After Keith Lamont Scott was shot by a Charlotte police office just a few days ago, you made your way to center city Charlotte to wade into the thick of it. What motivated you to do that?
I was motivated by love. I have a deep desire to reconcile, bridge, and be in the trenches with people who are hurting and in pain. There was and is a lot of hurt and I don’t just mean the angry black people. I saw the hurt in the ordinary and in the eyes of our police. Looking at a cop, asking if I can pray for him, and he fearfully asking for me to pray for him and his family because they are scared, hurts on so many levels. It’s easy to pray in the church for our broken and fallen world, but it’s a different thing to walk in the middle of it.
I’ve lived in the suburbs over the last five years, and I found it to be almost unnatural for me. Key word, ALMOST! When I walked/walk these streets now, I come alive. I was made for this. I was created to love those different than me. I was created to love, and love casts out all fear and insecurity. There’s so much beauty in Charlotte, and Charlotte is singing a beautiful song. I deeply desire to be a part of the song of Charlotte.

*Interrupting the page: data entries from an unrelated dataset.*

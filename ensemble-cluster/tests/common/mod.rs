//! Shared test doubles: scripted nodes and a factory handing them out

#![allow(dead_code)]

use async_trait::async_trait;
use ensemble_cluster::{
    Command, EnsembleError, Member, MembershipView, Node, NodeFactory, NodeRef, Response, Result,
};
use parking_lot::Mutex;
use std::collections::HashMap;
use std::sync::atomic::{AtomicBool, AtomicUsize, Ordering};
use std::sync::Arc;

/// Behaviour and call counters shared by every node created for one name
#[derive(Default)]
pub struct MockState {
    pub connects: AtomicUsize,
    pub disconnects: AtomicUsize,
    pub sends: AtomicUsize,
    fail_connect: AtomicBool,
    /// `None` makes membership queries fail
    view: Mutex<Option<MembershipView>>,
}

impl MockState {
    pub fn answer_with(&self, view: MembershipView) {
        *self.view.lock() = Some(view);
    }

    pub fn stop_answering(&self) {
        *self.view.lock() = None;
    }

    pub fn refuse_connections(&self) {
        self.fail_connect.store(true, Ordering::SeqCst);
    }

    pub fn connects(&self) -> usize {
        self.connects.load(Ordering::SeqCst)
    }

    pub fn disconnects(&self) -> usize {
        self.disconnects.load(Ordering::SeqCst)
    }
}

pub struct MockNode {
    name: String,
    host: String,
    port: u16,
    state: Arc<MockState>,
}

impl MockNode {
    pub fn new(name: &str, host: &str, port: u16, state: Arc<MockState>) -> Self {
        Self {
            name: name.to_string(),
            host: host.to_string(),
            port,
            state,
        }
    }
}

#[async_trait]
impl Node for MockNode {
    fn name(&self) -> &str {
        &self.name
    }

    fn host(&self) -> &str {
        &self.host
    }

    fn port(&self) -> u16 {
        self.port
    }

    async fn connect(&self) -> Result<()> {
        self.state.connects.fetch_add(1, Ordering::SeqCst);
        if self.state.fail_connect.load(Ordering::SeqCst) {
            return Err(EnsembleError::Communication(format!(
                "{} refused the connection",
                self.name
            )));
        }
        Ok(())
    }

    async fn send(&self, command: Command) -> Result<Response> {
        self.state.sends.fetch_add(1, Ordering::SeqCst);
        match command {
            Command::Membership => {
                let view = self.state.view.lock().clone();
                view.map(Response::Membership).ok_or_else(|| {
                    EnsembleError::Communication(format!("{} did not answer", self.name))
                })
            }
            _ => Ok(Response::Done),
        }
    }

    async fn disconnect(&self) {
        self.state.disconnects.fetch_add(1, Ordering::SeqCst);
    }
}

/// Hands out mock nodes; nodes created for the same name share state
#[derive(Default)]
pub struct MockNodeFactory {
    states: Mutex<HashMap<String, Arc<MockState>>>,
}

impl MockNodeFactory {
    pub fn new() -> Arc<Self> {
        Arc::new(Self::default())
    }

    /// State of the node(s) named `name`, created on first use
    pub fn state(&self, name: &str) -> Arc<MockState> {
        Arc::clone(self.states.lock().entry(name.to_string()).or_default())
    }
}

impl NodeFactory for MockNodeFactory {
    fn make_node(&self, host: &str, port: u16, name: &str) -> NodeRef {
        NodeRef::new(MockNode::new(name, host, port, self.state(name)))
    }
}

/// A standalone mock node for routing tests
pub fn node(name: &str) -> NodeRef {
    NodeRef::new(MockNode::new(
        name,
        "localhost",
        6000,
        Arc::new(MockState::default()),
    ))
}

pub fn view(cluster: &str, members: &[&str]) -> MembershipView {
    MembershipView::new(
        cluster,
        members
            .iter()
            .map(|m| Member::parse(m).expect("valid member")),
    )
}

What were your top take aways from walking the streets of downtown Charlotte and having conversations with protestors and bystanders?
I probably talked to over 500 people and the emotions were all over the place, but everyone, in their own unique way, wanted to peace.
Whether it looks like justice or for racism to end. I felt true, authentic love from the folks on the streets. I saw unity in different ways. I saw the media twisting the story and trying to cause emotions to flair, but I saw folks respond in love. I met angry protestors who threatened a guy because he was washing Black Lives Matter off walls, however, the white guy didn’t allow that to taint his deep desire and longing for peace. (I actually ended up walking the streets with him a good bit of the day).
It was great seeing some pastors drive from the surrounding areas, particularly white pastors, asking African Americans how they felt. They were committed to learning how to listen. It was incredible to have the opportunity to pray with a vast variety of people. The last thing was praying for two older black ladies. One worked for the police station and the other owned her on funeral business. They were hurting but they were extremely proud and encouraging. They thanked me for what I was doing and said that it was refreshing to see a young black man walking the street, bringing peace and healing to our city. There were so many take aways.